Cloning of S. griseus bldD.

The DNA fragment containing bldD was cloned by standard hybridization techniques from the chromosomal DNA of S. griseus. An internal 0.5-kb region of bldD was amplified from genomic DNA of S. coelicolor A3(2) by PCR with primers DC1 and DC2 (Table 1) and used as a probe for Southern hybridization with S. griseus chromosome. A 5-kb BamHI fragment that hybridized to the probe DNA was cloned at the BamHI site of pUC19 by the standard colony hybridization technique. The nucleotide sequence of the 2.4-kb region containing bldD was determined.

Preparation of recombinant BldD and AmfR proteins by E. coli host-vector systems.

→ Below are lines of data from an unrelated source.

//! Capabilities the tab strip consumes.

use crate::geometry::Size;
use crate::index::PageIndex;

use super::item::MenuItem;
use super::layout::TabAlignment;

/// Supplies the tabs shown by a [`MenuStrip`](super::MenuStrip).
///
/// Every method has a default, so an unset or partial source yields an empty
/// strip rather than an error.
pub trait MenuDataSource: Send + Sync {
    /// The tab sequence, in display order.
    fn items(&self) -> Vec<MenuItem> {
        Vec::new()
    }

    /// Index selected on the first reload.
    fn starting_index(&self) -> usize {
        0
    }
}

/// Optional overrides for tab geometry.
///
/// Returning `None` falls back to the strip's own computation: the style's
/// alignment, the default spacing, and a width measured from icon and label.
pub trait TabLayoutDelegate: Send + Sync {
    fn spacing_between_tabs(&self) -> Option<f32> {
        None
    }

    /// Explicit size of the tab at `index`.
    fn size_for_tab(&self, _index: PageIndex) -> Option<Size> {
        None
    }

    fn alignment(&self) -> Option<TabAlignment> {
        None
    }
}

/// A fixed list of items, used when the strip is fed by its owner.
#[derive(Debug, Clone, Default)]
pub struct StaticMenuSource {
    pub items: Vec<MenuItem>,
    pub starting_index: usize,
}

impl StaticMenuSource {
    pub fn new(items: Vec<MenuItem>, starting_index: usize) -> Self {
        Self {
            items,
            starting_index,
        }
    }
}

impl MenuDataSource for StaticMenuSource {
    fn items(&self) -> Vec<MenuItem> {
        self.items.clone()
    }

    fn starting_index(&self) -> usize {
        self.starting_index
    }
}
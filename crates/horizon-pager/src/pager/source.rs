//! Page data capability.

use crate::index::PageIndex;
use crate::menu::MenuItem;

/// Supplies the tabs and page content of a [`PagerController`](super::PagerController).
///
/// `page` must be answerable for every index below `menu_items().len()`.
pub trait PagerDataSource: Send + Sync {
    /// Host-defined page content (a view handle, a model, an id).
    type Page: Clone + Send + 'static;

    /// Index shown on the first reload.
    fn starting_index(&self) -> usize {
        0
    }

    /// Tabs, one per page, in display order.
    fn menu_items(&self) -> Vec<MenuItem> {
        Vec::new()
    }

    /// Content of the page at `index`.
    fn page(&self, index: PageIndex) -> Self::Page;
}
//! Text measurement capability.
//!
//! The pager never shapes text itself. Tab widths fall back to a measured
//! label width, so the host injects a [`TextMeasure`] backed by its own text
//! engine. [`EstimatedTextMeasure`] is used when none is supplied.

use unicode_segmentation::UnicodeSegmentation;

use crate::geometry::Font;

/// Measures the rendered width of a single line of text.
pub trait TextMeasure: Send + Sync {
    /// Width in logical points of `text` rendered with `font`.
    fn text_width(&self, text: &str, font: &Font) -> f32;
}

/// Average glyph advance as a fraction of the font size.
const AVERAGE_ADVANCE: f32 = 0.55;

/// Font-metric free width estimate.
///
/// Counts grapheme clusters so combined characters and emoji count once, and
/// rounds up to whole points.
#[derive(Debug, Clone, Copy, Default)]
pub struct EstimatedTextMeasure;

impl TextMeasure for EstimatedTextMeasure {
    fn text_width(&self, text: &str, font: &Font) -> f32 {
        let clusters = text.graphemes(true).count() as f32;
        (clusters * font.size * AVERAGE_ADVANCE).ceil()
    }
}

impl<F> TextMeasure for F
where
    F: Fn(&str, &Font) -> f32 + Send + Sync,
{
    fn text_width(&self, text: &str, font: &Font) -> f32 {
        self(text, font)
    }
}
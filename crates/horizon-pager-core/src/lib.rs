//! Core systems for Horizon Pager.
//!
//! This crate provides the foundational pieces the pager widget is built on:
//!
//! - **Signal/Slot System**: Type-safe, synchronous change notification
//! - **Property System**: Values with change detection
//! - **Logging**: Tracing targets and performance spans
//!
//! # Signal/Slot Example
//!
//! ```
//! use horizon_pager_core::Signal;
//!
//! let page_changed = Signal::<usize>::new();
//!
//! let conn_id = page_changed.connect(|index| {
//!     println!("Now showing page {}", index);
//! });
//!
//! page_changed.emit(2);
//! page_changed.disconnect(conn_id);
//! ```
//!
//! # Property Example
//!
//! ```
//! use horizon_pager_core::{Property, Signal};
//!
//! struct Spacing {
//!     value: Property<f32>,
//!     value_changed: Signal<f32>,
//! }
//!
//! impl Spacing {
//!     fn set(&self, spacing: f32) {
//!         if self.value.set(spacing) {
//!             self.value_changed.emit(spacing);
//!         }
//!     }
//! }
//! ```

pub mod logging;
pub mod property;
pub mod signal;

pub use logging::PerfSpan;
pub use property::Property;
pub use signal::{ConnectionGuard, ConnectionId, Signal};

For the preparation of recombinant proteins in E. coli, the coding sequences for bldD and amfR were amplified with primers DC1/DC2 and RC1/RC2 (Table 1) and cloned between the BamHI and XhoI sites of pGEX4T-2 and the NdeI and XhoI sites of pET-26b(+), respectively. The plasmid constructs directed the expression of BldD and AmfR as fusion proteins with an N-terminal glutathione S-transferase (GST) and a C-terminal hexameric histidine (6xHis) tag in E. coli JM109 and BL21(DE3), respectively. E. coli cells harboring the expression plasmids were cultured aerobically at 28°C in 100 ml of Luria broth (LB) liquid medium, to which was added 1 mM isopropylthiogalactopyranoside (IPTG) when the optical density at 600 nm reached 0.8. Cells were grown for 4 h after the addition of IPTG and harvested by centrifugation. The resultant cellular precipitate was suspended in an appropriate volume of phosphate-buffered saline (18) and disrupted by sonication. The soluble recombinant proteins were purified from the cell extract with appropriate affinity chromatographies following the method recommended by the manufacturer.

Gel mobility shift assay.

DNA-binding determinations by gel mobility shift assay followed the method described previously (25); 0.5 to 5.0 ng of 32P-labeled probe (10,000 to 20,000 cpm) was incubated with 1.0 to 20 μg of the recombinant proteins prepared as above at 30°C for 30 min in binding buffer containing 10 mM Tris-HCl (pH 7.0), 50 mM KCl, 1 mM EDTA, 1 mM dithiothreitol, 10% (vol/vol) glycerol, 1 μg of poly(dI-dC), and 50 μg of bovine serum albumin per ml in a total volume of 50 μl. After incubation, complexes and free DNA were resolved on nondenaturing polyacrylamide gel containing 6% acrylamide. The gels were dried, and radioactive signals were detected with an image analyzer (Storm, Molecular Dynamics). For PamfT, the probe DNA was amplified with primers TG1 and TG2 (Table 1), digested at the restriction sites designed in the primer sequences, and labeled at the 5′ end with [α-32P]dATP with Klenow fragment. For PbldD, the DNA fragment amplified with primers DS1 and DG2 was labeled at the 5′ end with [γ-32P]ATP and T4 polynucleotide kinase.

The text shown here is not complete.